# Help! Please read and let me know if you remember what I'm talking about...



## rockingirl (Jan 10, 2008)

Hi guys!A while ago on this board there was a post about a natural suppliment you can take that's for inflamation that has helped some people with IBS-D. I was going to give it a try, but the post about it is gone







Anyone know what I'm talking about? If I saw the name, I'd recognize it. I think the post also was talking about a lack of natural suggestions from ibsgroup e-mails (not that I agree on this, but just hoping it might jog someone's memory)?


----------



## overitnow (Nov 25, 2001)

that was a thread started by The Doc, if I remember rightly.
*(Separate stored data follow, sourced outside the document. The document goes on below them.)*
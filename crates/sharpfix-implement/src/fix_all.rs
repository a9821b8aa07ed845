//! Applying one strategy to every diagnostic at once.
//!
//! Documents are fixed in parallel. Inside a document, diagnostics are
//! fixed one after another: each fix sees the text, outline and symbols
//! left by the fixes before it. A document either gets all of its fixes or
//! none.

use crate::error::ImplementError;
use crate::options::ImplementOptions;
use crate::service::{Diagnostic, Request, find_document};
use crate::strategy::StrategyIdentity;
use indexmap::IndexMap;
use rayon::prelude::*;
use sharpfix_common::{DocumentEdit, Span, TextEdit};
use sharpfix_symbols::{SymbolDatabase, SymbolOverlay};
use sharpfix_syntax::{Bias, OffsetMap, OutlineEdit, SourceDocument};
use tracing::{debug, trace};

/// The combined result for one document.
#[derive(Clone, Debug, PartialEq, Eq)]
pub struct DocumentFix {
    /// One edit taking the original text to `text`.
    pub edit: DocumentEdit,
    pub text: String,
    /// Diagnostics fixed.
    pub applied: usize,
}

#[derive(Debug, Default)]
pub struct FixAllResult {
    pub documents: Vec<DocumentFix>,
    /// Documents left unchanged because a fix failed.
    pub failures: Vec<(String, ImplementError)>,
}

impl FixAllResult {
    pub fn document(&self, name: &str) -> Option<&DocumentFix> {
        self.documents.iter().find(|d| d.edit.document == name)
    }
}

/// Apply the strategy with `identity` to every diagnostic that offers it.
pub fn fix_all(
    db: &dyn SymbolDatabase,
    documents: &[SourceDocument],
    diagnostics: &[Diagnostic],
    identity: &StrategyIdentity,
    options: &ImplementOptions,
) -> FixAllResult {
    let mut by_document: IndexMap<&str, Vec<&Diagnostic>> = IndexMap::new();
    for diagnostic in diagnostics {
        by_document
            .entry(diagnostic.document.as_str())
            .or_default()
            .push(diagnostic);
    }
    debug!(
        documents = by_document.len(),
        diagnostics = diagnostics.len(),
        identity = %identity,
        "fix all"
    );

    let outcomes: Vec<(String, Result<Option<DocumentFix>, ImplementError>)> = by_document
        .into_iter()
        .collect::<Vec<_>>()
        .into_par_iter()
        .map(|(name, diagnostics)| {
            let outcome = fix_document(db, documents, name, &diagnostics, identity, options);
            (name.to_string(), outcome)
        })
        .collect();

    let mut result = FixAllResult::default();
    for (name, outcome) in outcomes {
        match outcome {
            Ok(Some(fix)) => result.documents.push(fix),
            Ok(None) => trace!(document = %name, "nothing to fix"),
            Err(error) => {
                debug!(document = %name, %error, "document skipped");
                result.failures.push((name, error));
            }
        }
    }
    result
}

fn fix_document(
    db: &dyn SymbolDatabase,
    documents: &[SourceDocument],
    name: &str,
    diagnostics: &[&Diagnostic],
    identity: &StrategyIdentity,
    options: &ImplementOptions,
) -> Result<Option<DocumentFix>, ImplementError> {
    let original = find_document(documents, name)?;
    let mut overlay = SymbolOverlay::new(db);
    let mut current = original.clone();
    let mut batches: Vec<Vec<TextEdit>> = Vec::new();
    let mut applied = 0;

    for diagnostic in diagnostics {
        let mapped = Diagnostic {
            span: remap(diagnostic.span, &batches),
            ..(*diagnostic).clone()
        };
        let generated = {
            let request = Request::new(&overlay, &current, &mapped, options)?;
            let strategies = request.strategies();
            let Some(strategy) = strategies.iter().find(|s| s.identity == *identity) else {
                trace!(span = ?mapped.span, "strategy not offered here");
                continue;
            };
            request.generate(strategy)?
        };
        for member in generated.members {
            overlay.add_member(member.symbol);
        }
        current = current.apply_outline_edits(&generated.edits);
        batches.push(text_edits(&generated.edits));
        applied += 1;
    }

    if applied == 0 {
        return Ok(None);
    }
    let mut edit = DocumentEdit::new(name);
    if let Some(change) = minimal_edit(&original.text, &current.text) {
        edit.push(change);
    }
    Ok(Some(DocumentFix {
        edit,
        text: current.text,
        applied,
    }))
}

fn text_edits(edits: &[OutlineEdit]) -> Vec<TextEdit> {
    edits.iter().map(|e| e.edit.clone()).collect()
}

/// Map a span of the original text through each batch of edits in turn.
fn remap(span: Span, batches: &[Vec<TextEdit>]) -> Span {
    batches.iter().fold(span, |span, batch| {
        let map = OffsetMap::new(batch);
        let start = map.map(span.start, Bias::After);
        Span::new(start, map.map(span.end, Bias::Before).max(start))
    })
}

/// A single edit covering the difference between `old` and `new`, trimmed
/// to their common prefix and suffix.
pub fn minimal_edit(old: &str, new: &str) -> Option<TextEdit> {
    if old == new {
        return None;
    }
    let mut prefix = old
        .bytes()
        .zip(new.bytes())
        .take_while(|(a, b)| a == b)
        .count();
    while !old.is_char_boundary(prefix) || !new.is_char_boundary(prefix) {
        prefix -= 1;
    }
    let limit = old.len().min(new.len()) - prefix;
    let mut suffix = old
        .bytes()
        .rev()
        .zip(new.bytes().rev())
        .take(limit)
        .take_while(|(a, b)| a == b)
        .count();
    while !old.is_char_boundary(old.len() - suffix) || !new.is_char_boundary(new.len() - suffix) {
        suffix -= 1;
    }
    Some(TextEdit::new(
        Span::new(prefix as u32, (old.len() - suffix) as u32),
        new[prefix..new.len() - suffix].to_string(),
    ))
}
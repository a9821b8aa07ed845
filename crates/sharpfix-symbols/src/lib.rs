//! Host symbol model for the sharpfix engine.
//!
//! - `types`/`symbols`: plain data for named types, members and type references
//! - `SymbolDatabase`: the read-only view the engine queries
//! - `SymbolArena`: serializable in-memory implementation, with builders
//! - `SymbolOverlay`: per-document writable layer used by fix-all
//! - `TypeSubstitution`, `TypeDisplay`, signature equivalence
pub mod arena;
pub mod builder;
pub mod core_library;
pub mod database;
pub mod display;
pub mod equivalence;
pub mod overlay;
pub mod queries;
pub mod substitution;
pub mod symbols;
pub mod types;
pub mod well_known;

pub use arena::SymbolArena;
pub use builder::{DEFAULT_ASSEMBLY, MemberBuilder, TypeBuilder};
pub use core_library::{CORE_ASSEMBLY, CoreLibrary};
pub use database::{SymbolDatabase, grants_internal_access, is_accessible_from, is_type_accessible_from};
pub use display::{NameScope, TypeDisplay};
pub use equivalence::{parameters_match, signatures_collide, signatures_equivalent, types_equivalent};
pub use overlay::{OVERLAY_MEMBER_BASE, SymbolOverlay};
pub use substitution::TypeSubstitution;
pub use symbols::{
    Accessor, AssemblySymbol, EventSignature, ExplicitImplementation, FieldSignature, MemberKind,
    MemberSymbol, MethodSignature, NamedTypeSymbol, OperatorKind, OperatorSignature, Parameter,
    PropertySignature, TypeKind, TypeParameter, TypeParameterConstraints, Variance,
};
pub use types::{
    Accessibility, AttributeData, ConstantValue, MemberId, MemberModifiers, RefKind, SpecialType,
    TupleElement, TypeModifiers, TypeParameterOwner, TypeParameterRef, TypeRef, TypeSymbolId,
};

#[cfg(test)]
#[path = "../tests/substitution_tests.rs"]
mod substitution_tests;

#[cfg(test)]
#[path = "../tests/display_tests.rs"]
mod display_tests;

#[cfg(test)]
#[path = "../tests/queries_tests.rs"]
mod queries_tests;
The product started with a "B." I know a number of people tried it. You might try sending a PM to IBS/IBD Author. I know we talked about it and she may have the name.Mark


----------



## Kathleen M. (Nov 16, 1999)

If found a cache of what might be the thread you are thinking ofhttp://209.85.173.132/search?q=cache:jeQD1...;cd=1&gl=usBOSWELLIA is the herb.


----------



## rockingirl (Jan 10, 2008)

Kathleen M. said:


> If found a cache of what might be the thread you are thinking ofhttp://209.85.173.132/search?q=cache:jeQD1...;cd=1&gl=usBOSWELLIA is the herb.


That's it! Thanks so much


----------